For the string "DayWindow", find every matching line in the records and copy it.

^^^^^^^^

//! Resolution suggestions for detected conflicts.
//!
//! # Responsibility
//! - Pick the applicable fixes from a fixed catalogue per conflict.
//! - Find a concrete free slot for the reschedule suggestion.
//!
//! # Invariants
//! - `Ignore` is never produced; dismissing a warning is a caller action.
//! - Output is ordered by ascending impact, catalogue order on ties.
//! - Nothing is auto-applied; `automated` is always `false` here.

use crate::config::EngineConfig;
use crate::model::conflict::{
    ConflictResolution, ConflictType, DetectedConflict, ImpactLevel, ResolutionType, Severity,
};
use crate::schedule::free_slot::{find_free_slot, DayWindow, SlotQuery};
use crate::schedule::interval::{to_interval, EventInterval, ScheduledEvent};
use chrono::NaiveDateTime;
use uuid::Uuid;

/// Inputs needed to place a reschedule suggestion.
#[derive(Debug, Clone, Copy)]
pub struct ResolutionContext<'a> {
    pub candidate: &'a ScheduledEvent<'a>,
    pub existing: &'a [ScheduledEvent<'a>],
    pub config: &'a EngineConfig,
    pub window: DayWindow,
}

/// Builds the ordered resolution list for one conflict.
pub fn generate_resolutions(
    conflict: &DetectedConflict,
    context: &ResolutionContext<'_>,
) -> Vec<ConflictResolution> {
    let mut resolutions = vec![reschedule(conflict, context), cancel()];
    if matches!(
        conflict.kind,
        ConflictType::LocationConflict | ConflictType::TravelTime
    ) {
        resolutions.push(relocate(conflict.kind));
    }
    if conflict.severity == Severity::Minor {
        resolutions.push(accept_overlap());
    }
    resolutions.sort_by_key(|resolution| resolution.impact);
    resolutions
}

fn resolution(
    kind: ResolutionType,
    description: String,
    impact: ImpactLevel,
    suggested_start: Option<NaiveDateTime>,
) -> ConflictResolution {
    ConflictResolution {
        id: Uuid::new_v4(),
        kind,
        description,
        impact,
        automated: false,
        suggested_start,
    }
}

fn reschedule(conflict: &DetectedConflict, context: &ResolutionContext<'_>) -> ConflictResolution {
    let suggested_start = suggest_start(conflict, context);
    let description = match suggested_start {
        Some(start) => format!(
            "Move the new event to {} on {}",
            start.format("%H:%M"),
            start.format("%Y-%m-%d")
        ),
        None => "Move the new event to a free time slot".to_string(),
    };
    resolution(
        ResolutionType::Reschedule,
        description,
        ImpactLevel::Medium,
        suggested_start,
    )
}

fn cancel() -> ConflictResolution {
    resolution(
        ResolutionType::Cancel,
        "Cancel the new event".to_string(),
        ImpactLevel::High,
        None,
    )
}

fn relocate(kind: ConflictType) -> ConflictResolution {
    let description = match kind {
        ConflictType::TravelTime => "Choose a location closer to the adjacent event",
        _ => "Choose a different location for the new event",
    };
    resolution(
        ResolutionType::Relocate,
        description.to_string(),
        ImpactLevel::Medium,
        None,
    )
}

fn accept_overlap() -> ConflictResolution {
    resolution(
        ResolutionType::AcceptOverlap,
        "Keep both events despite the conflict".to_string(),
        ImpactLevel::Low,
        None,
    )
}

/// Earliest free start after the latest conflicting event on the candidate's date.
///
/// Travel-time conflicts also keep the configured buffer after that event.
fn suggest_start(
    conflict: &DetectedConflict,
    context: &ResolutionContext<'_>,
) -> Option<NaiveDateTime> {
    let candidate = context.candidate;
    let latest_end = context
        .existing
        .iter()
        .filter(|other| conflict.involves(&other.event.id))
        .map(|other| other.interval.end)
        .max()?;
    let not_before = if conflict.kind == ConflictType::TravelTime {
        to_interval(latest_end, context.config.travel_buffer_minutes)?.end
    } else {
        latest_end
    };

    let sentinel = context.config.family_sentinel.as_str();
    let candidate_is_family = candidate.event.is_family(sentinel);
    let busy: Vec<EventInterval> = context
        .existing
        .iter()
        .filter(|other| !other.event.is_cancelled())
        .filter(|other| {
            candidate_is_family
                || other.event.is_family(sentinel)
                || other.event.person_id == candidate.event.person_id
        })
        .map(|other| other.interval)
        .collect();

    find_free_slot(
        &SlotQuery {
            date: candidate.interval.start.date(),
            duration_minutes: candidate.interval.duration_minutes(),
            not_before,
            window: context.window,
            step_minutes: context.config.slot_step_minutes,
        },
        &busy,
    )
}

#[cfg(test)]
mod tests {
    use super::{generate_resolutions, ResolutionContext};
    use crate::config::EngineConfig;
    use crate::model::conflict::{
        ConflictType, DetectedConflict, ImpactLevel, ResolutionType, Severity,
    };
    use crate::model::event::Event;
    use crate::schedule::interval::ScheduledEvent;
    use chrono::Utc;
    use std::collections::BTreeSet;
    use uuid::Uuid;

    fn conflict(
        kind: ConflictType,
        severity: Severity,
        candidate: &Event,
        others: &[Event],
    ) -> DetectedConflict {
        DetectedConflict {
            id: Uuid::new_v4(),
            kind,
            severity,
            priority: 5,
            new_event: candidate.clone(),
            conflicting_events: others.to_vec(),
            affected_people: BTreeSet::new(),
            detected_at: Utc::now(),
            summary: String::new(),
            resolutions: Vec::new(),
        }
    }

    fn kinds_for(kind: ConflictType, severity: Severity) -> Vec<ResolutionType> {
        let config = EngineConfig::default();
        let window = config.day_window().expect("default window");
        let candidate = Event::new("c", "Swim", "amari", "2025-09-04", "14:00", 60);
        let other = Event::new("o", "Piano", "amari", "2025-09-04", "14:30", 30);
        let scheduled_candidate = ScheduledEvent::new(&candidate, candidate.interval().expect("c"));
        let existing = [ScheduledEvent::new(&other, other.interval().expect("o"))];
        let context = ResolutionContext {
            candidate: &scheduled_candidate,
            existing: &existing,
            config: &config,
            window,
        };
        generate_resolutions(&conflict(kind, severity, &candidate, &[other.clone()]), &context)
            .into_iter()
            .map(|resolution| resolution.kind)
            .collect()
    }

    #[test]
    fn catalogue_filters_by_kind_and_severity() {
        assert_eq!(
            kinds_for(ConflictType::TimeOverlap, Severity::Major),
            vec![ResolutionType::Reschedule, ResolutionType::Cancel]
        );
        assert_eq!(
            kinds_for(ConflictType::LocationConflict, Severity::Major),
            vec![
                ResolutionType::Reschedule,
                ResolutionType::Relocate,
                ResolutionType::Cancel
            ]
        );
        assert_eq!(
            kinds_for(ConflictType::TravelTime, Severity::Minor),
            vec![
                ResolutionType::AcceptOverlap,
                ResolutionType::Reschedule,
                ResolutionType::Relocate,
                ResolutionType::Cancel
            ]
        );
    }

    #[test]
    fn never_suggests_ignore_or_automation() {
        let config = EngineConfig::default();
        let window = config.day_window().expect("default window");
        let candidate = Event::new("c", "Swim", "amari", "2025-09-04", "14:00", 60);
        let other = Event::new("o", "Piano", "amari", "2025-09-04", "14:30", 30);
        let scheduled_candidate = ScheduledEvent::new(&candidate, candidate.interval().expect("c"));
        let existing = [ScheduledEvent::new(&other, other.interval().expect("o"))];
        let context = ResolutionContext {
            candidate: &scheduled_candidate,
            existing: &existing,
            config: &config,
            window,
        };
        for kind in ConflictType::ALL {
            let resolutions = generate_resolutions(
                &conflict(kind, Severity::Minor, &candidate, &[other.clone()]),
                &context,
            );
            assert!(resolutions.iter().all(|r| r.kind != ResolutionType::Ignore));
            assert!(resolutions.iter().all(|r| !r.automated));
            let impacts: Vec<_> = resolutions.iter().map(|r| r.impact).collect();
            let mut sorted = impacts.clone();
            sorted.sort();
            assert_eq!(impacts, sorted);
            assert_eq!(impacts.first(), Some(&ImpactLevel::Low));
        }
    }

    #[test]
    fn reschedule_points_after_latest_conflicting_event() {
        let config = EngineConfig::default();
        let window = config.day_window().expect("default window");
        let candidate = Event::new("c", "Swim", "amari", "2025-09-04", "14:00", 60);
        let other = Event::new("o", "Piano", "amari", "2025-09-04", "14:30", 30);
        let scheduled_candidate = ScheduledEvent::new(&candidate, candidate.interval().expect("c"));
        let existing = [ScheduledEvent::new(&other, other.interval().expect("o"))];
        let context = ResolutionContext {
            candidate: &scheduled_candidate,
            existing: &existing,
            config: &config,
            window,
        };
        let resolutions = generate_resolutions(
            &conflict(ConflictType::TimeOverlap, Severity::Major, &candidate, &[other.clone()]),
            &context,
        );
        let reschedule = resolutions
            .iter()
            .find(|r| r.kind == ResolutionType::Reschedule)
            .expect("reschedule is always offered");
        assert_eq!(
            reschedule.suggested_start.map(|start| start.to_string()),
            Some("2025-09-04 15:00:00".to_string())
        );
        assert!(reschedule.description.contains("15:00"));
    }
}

^^^^^^^^

> **TASK ANSWER**:
use crate::schedule::free_slot::{find_free_slot, DayWindow, SlotQuery};
    pub window: DayWindow,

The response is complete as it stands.